“Kasih sayang antar keluarga tidak akan pernah terputus oleh apapun.”
Hubunganku dengan Sam memburuk seiring kedekatanku dengan Arza. Sehingga saat Arza menceritakan tentang Dani, aku semakin berpikir banyak tentang Sam. Aku terlalu egois selama ini karena menganggap hanya hidupku yang paling menderita karena perbuatan ibu. Namun hal yang tidak aku sadari adalah bagaimana Sam yang juga menderita tanpa sepengetahuanku. Aku juga terlalu fokus pada masalah Arza, aku tidak tahu jika anak itu menelponku puluhan kali untuk datang ke acara di sekolahnya. Padahal itu kesempatanku untuk memperbaiki hubungan dengan Sam yang mulai merenggang seiring dengan kedewasaan kami.
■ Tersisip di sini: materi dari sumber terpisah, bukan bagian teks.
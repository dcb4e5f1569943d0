//! Process configuration from `PRICEWATCH_*` environment variables.
//!
//! Every setting has a default; only malformed values are errors. Absent
//! `REDIS_URL` / `DATABASE_URL` select the in-memory backends.

use std::net::SocketAddr;
use std::str::FromStr;
use std::time::Duration;

use thiserror::Error;

use pricewatch_extraction::engine::DEFAULT_USER_AGENT;
use pricewatch_extraction::{ExtractorConfig, RetryPolicy};
use pricewatch_monitor::ScheduleConfig;
use pricewatch_notify::rate_limit::DEFAULT_MAX_PER_HOUR;

use crate::event_bus::DEFAULT_STREAM_KEY;

#[derive(Debug, Error, Clone, PartialEq, Eq)]
pub enum ConfigError {
    #[error("invalid value for {name}: {value:?} ({reason})")]
    Invalid {
        name: &'static str,
        value: String,
        reason: String,
    },
}

#[derive(Debug, Clone, PartialEq, Eq)]
pub struct MonitorSettings {
    pub enabled: bool,
    pub initial_delay: Duration,
    pub fixed_delay: Duration,
    pub max_concurrent: usize,
}

impl MonitorSettings {
    pub fn schedule(&self) -> ScheduleConfig {
        ScheduleConfig {
            initial_delay: self.initial_delay,
            fixed_delay: self.fixed_delay,
        }
    }
}

#[derive(Debug, Clone, PartialEq, Eq)]
pub struct ScrapeSettings {
    pub timeout: Duration,
    pub user_agent: String,
    pub max_retries: u32,
    pub backoff: Duration,
}

impl ScrapeSettings {
    pub fn extractor(&self) -> ExtractorConfig {
        ExtractorConfig {
            timeout: self.timeout,
            user_agent: self.user_agent.clone(),
            retry: RetryPolicy::fixed(self.max_retries, self.backoff),
        }
    }
}

#[derive(Debug, Clone, PartialEq, Eq)]
pub struct SmtpSettings {
    pub host: String,
    pub port: u16,
    pub username: Option<String>,
    pub password: Option<String>,
    pub from_address: String,
    pub from_name: String,
}

#[derive(Debug, Clone, PartialEq, Eq)]
pub struct AppConfig {
    pub monitor: MonitorSettings,
    pub scrape: ScrapeSettings,
    pub product_registry_url: Option<String>,
    pub user_registry_url: Option<String>,
    pub redis_url: Option<String>,
    pub database_url: Option<String>,
    pub consumer_group: String,
    /// Redis stream the pipeline events go through.
    pub event_stream: String,
    /// Fixed consumer name within the group; random per process when unset.
    pub consumer_name: Option<String>,
    pub rate_limit_per_hour: u32,
    /// `None` keeps mail in the process (recording transport).
    pub smtp: Option<SmtpSettings>,
    pub mail_from_address: String,
    pub mail_from_name: String,
    pub bind_addr: SocketAddr,
}

impl AppConfig {
    pub fn from_env() -> Result<Self, ConfigError> {
        Self::from_lookup(|name| std::env::var(name).ok())
    }

    /// Build from an arbitrary variable source; blank values count as unset.
    pub fn from_lookup(lookup: impl Fn(&str) -> Option<String>) -> Result<Self, ConfigError> {
        let env = Env { lookup: &lookup };

        let monitor = MonitorSettings {
            enabled: env.parse("PRICEWATCH_MONITOR_ENABLED", true, parse_bool)?,
            initial_delay: env.secs("PRICEWATCH_MONITOR_INITIAL_DELAY_SECS", 60)?,
            fixed_delay: env.secs("PRICEWATCH_MONITOR_FIXED_DELAY_SECS", 300)?,
            max_concurrent: env.parse(
                "PRICEWATCH_MONITOR_MAX_CONCURRENT",
                pricewatch_monitor::orchestrator::DEFAULT_MAX_CONCURRENT,
                positive::<usize>,
            )?,
        };

        let scrape = ScrapeSettings {
            timeout: Duration::from_millis(env.parse(
                "PRICEWATCH_SCRAPE_TIMEOUT_MS",
                10_000,
                positive::<u64>,
            )?),
            user_agent: env
                .string("PRICEWATCH_SCRAPE_USER_AGENT")
                .unwrap_or_else(|| DEFAULT_USER_AGENT.to_string()),
            max_retries: env.parse("PRICEWATCH_SCRAPE_MAX_RETRIES", 3, number::<u32>)?,
            backoff: Duration::from_millis(env.parse(
                "PRICEWATCH_SCRAPE_BACKOFF_MS",
                2_000,
                number::<u64>,
            )?),
        };

        let mail_from_address = env
            .string("PRICEWATCH_MAIL_FROM")
            .unwrap_or_else(|| "noreply@pricewatcher.com".to_string());
        let mail_from_name = env
            .string("PRICEWATCH_MAIL_FROM_NAME")
            .unwrap_or_else(|| "Price Watcher".to_string());

        let smtp = match env.string("PRICEWATCH_SMTP_HOST") {
            Some(host) => Some(SmtpSettings {
                host,
                port: env.parse("PRICEWATCH_SMTP_PORT", 587, positive::<u16>)?,
                username: env.string("PRICEWATCH_SMTP_USERNAME"),
                password: env.string("PRICEWATCH_SMTP_PASSWORD"),
                from_address: mail_from_address.clone(),
                from_name: mail_from_name.clone(),
            }),
            None => None,
        };

        Ok(Self {
            monitor,
            scrape,
            product_registry_url: env.string("PRICEWATCH_PRODUCT_REGISTRY_URL"),
            user_registry_url: env.string("PRICEWATCH_USER_REGISTRY_URL"),
            redis_url: env.string("REDIS_URL"),
            database_url: env.string("DATABASE_URL"),
            consumer_group: env
                .string("PRICEWATCH_CONSUMER_GROUP")
                .unwrap_or_else(|| "notification-service".to_string()),
            event_stream: env
                .string("PRICEWATCH_EVENT_STREAM")
                .unwrap_or_else(|| DEFAULT_STREAM_KEY.to_string()),
            consumer_name: env.string("PRICEWATCH_CONSUMER_NAME"),
            rate_limit_per_hour: env.parse(
                "PRICEWATCH_RATE_LIMIT_PER_HOUR",
                DEFAULT_MAX_PER_HOUR,
                number::<u32>,
            )?,
            smtp,
            mail_from_address,
            mail_from_name,
            bind_addr: env.parse(
                "PRICEWATCH_BIND_ADDR",
                SocketAddr::from(([0, 0, 0, 0], 8080)),
                |raw| raw.parse::<SocketAddr>().map_err(|e| e.to_string()),
            )?,
        })
    }
}

struct Env<'a, F: Fn(&str) -> Option<String>> {
    lookup: &'a F,
}

impl<F: Fn(&str) -> Option<String>> Env<'_, F> {
    fn string(&self, name: &str) -> Option<String> {
        (self.lookup)(name)
            .map(|v| v.trim().to_string())
            .filter(|v| !v.is_empty())
    }

    fn parse<T>(
        &self,
        name: &'static str,
        default: T,
        parse: impl Fn(&str) -> Result<T, String>,
    ) -> Result<T, ConfigError> {
        match self.string(name) {
            None => Ok(default),
            Some(raw) => parse(&raw).map_err(|reason| ConfigError::Invalid {
                name,
                value: raw,
                reason,
            }),
        }
    }

    fn secs(&self, name: &'static str, default: u64) -> Result<Duration, ConfigError> {
        self.parse(name, default, number::<u64>)
            .map(Duration::from_secs)
    }
}

fn parse_bool(raw: &str) -> Result<bool, String> {
    match raw.to_ascii_lowercase().as_str() {
        "1" | "true" | "yes" | "on" => Ok(true),
        "0" | "false" | "no" | "off" => Ok(false),
        _ => Err("expected a boolean".to_string()),
    }
}

fn number<T: FromStr>(raw: &str) -> Result<T, String>
where
    T::Err: std::fmt::Display,
{
    raw.parse::<T>().map_err(|e| e.to_string())
}

fn positive<T: FromStr + Default + PartialEq>(raw: &str) -> Result<T, String>
where
    T::Err: std::fmt::Display,
{
    let value = number::<T>(raw)?;
    if value == T::default() {
        return Err("must be greater than zero".to_string());
    }
    Ok(value)
}

#[cfg(test)]
mod tests {
    use super::*;
    use std::collections::HashMap;

    fn config(vars: &[(&str, &str)]) -> Result<AppConfig, ConfigError> {
        let vars: HashMap<String, String> = vars
            .iter()
            .map(|(k, v)| (k.to_string(), v.to_string()))
            .collect();
        AppConfig::from_lookup(|name| vars.get(name).cloned())
    }

    #[test]
    fn defaults_select_in_memory_backends() {
        let cfg = config(&[]).unwrap();

        assert!(cfg.monitor.enabled);
        assert_eq!(cfg.monitor.initial_delay, Duration::from_secs(60));
        assert_eq!(cfg.monitor.fixed_delay, Duration::from_secs(300));
        assert_eq!(cfg.scrape.timeout, Duration::from_secs(10));
        assert_eq!(cfg.scrape.extractor().retry, RetryPolicy::default());
        assert_eq!(cfg.rate_limit_per_hour, 10);
        assert_eq!(cfg.redis_url, None);
        assert_eq!(cfg.event_stream, "pricewatch:events");
        assert_eq!(cfg.consumer_name, None);
        assert_eq!(cfg.database_url, None);
        assert_eq!(cfg.smtp, None);
        assert_eq!(cfg.bind_addr.port(), 8080);
    }

    #[test]
    fn overrides_are_applied() {
        let cfg = config(&[
            ("PRICEWATCH_MONITOR_ENABLED", "false"),
            ("PRICEWATCH_MONITOR_FIXED_DELAY_SECS", "30"),
            ("PRICEWATCH_RATE_LIMIT_PER_HOUR", "3"),
            ("REDIS_URL", "redis://cache:6379"),
            ("PRICEWATCH_EVENT_STREAM", "staging:events"),
            ("PRICEWATCH_CONSUMER_NAME", "notifier-1"),
            ("PRICEWATCH_SMTP_HOST", "smtp.example.com"),
            ("PRICEWATCH_MAIL_FROM", "alerts@example.com"),
        ])
        .unwrap();

        assert!(!cfg.monitor.enabled);
        assert_eq!(cfg.monitor.schedule().fixed_delay, Duration::from_secs(30));
        assert_eq!(cfg.rate_limit_per_hour, 3);
        assert_eq!(cfg.redis_url.as_deref(), Some("redis://cache:6379"));
        assert_eq!(cfg.event_stream, "staging:events");
        assert_eq!(cfg.consumer_name.as_deref(), Some("notifier-1"));
        let smtp = cfg.smtp.unwrap();
        assert_eq!(smtp.port, 587);
        assert_eq!(smtp.from_address, "alerts@example.com");
    }

    #[test]
    fn blank_values_count_as_unset() {
        let cfg = config(&[("DATABASE_URL", "  "), ("PRICEWATCH_SCRAPE_MAX_RETRIES", "")]).unwrap();
        assert_eq!(cfg.database_url, None);
        assert_eq!(cfg.scrape.max_retries, 3);
    }

    #[test]
    fn malformed_numbers_are_rejected() {
        let err = config(&[("PRICEWATCH_MONITOR_MAX_CONCURRENT", "lots")]).unwrap_err();
        assert!(matches!(
            err,
            ConfigError::Invalid { name: "PRICEWATCH_MONITOR_MAX_CONCURRENT", .. }
        ));

        let err = config(&[("PRICEWATCH_MONITOR_MAX_CONCURRENT", "0")]).unwrap_err();
        assert!(err.to_string().contains("greater than zero"));

        assert!(config(&[("PRICEWATCH_MONITOR_ENABLED", "maybe")]).is_err());
    }
}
Ibu tidak banyak memperhatikan Sam, dia terlalu terfokus pada Anggelin dan suaminya. Sam hanya mengandalkanku saat ada beberapa acara di sekolah. Bahkan dalam beberapa tahun terakhir pun aku yang mengambilkan rapot kenaikan kelasnya. Dia tidak mendapatkan banyak perhatian seperti semestinya. Setidaknya aku mungkin lebih beruntung karena ayah masih hidup saat aku mulai beranjak remaja sehingga ia banyak membimbingku tentang kehidupan ini. Akan tetapi aku melupakan tentang Sam, melupakannya yang harus tumbuh dewasa sendiri. Bahkan Sam pun harus menjaga sikap baiknya didepan ibu dan suaminya hanya agar mendapatkan perhatian mereka.
“Sam…”
Aku menemuinya di pintu gerbang sekolah-nya hari itu. Acara di sekolahnya sudah berakhir dan aku terlambat untuk datang. Anak itu sangat aktif sehingga kegiatan di luar jam pelajaran sekolahnya pun banyak. Dia juga mengikuti beberapa kejuaraan dan olimpiade. Sam sebenarnya ingin menunjukan kemampuannya padaku, tetapi aku lagi-lagi mengecewakannya.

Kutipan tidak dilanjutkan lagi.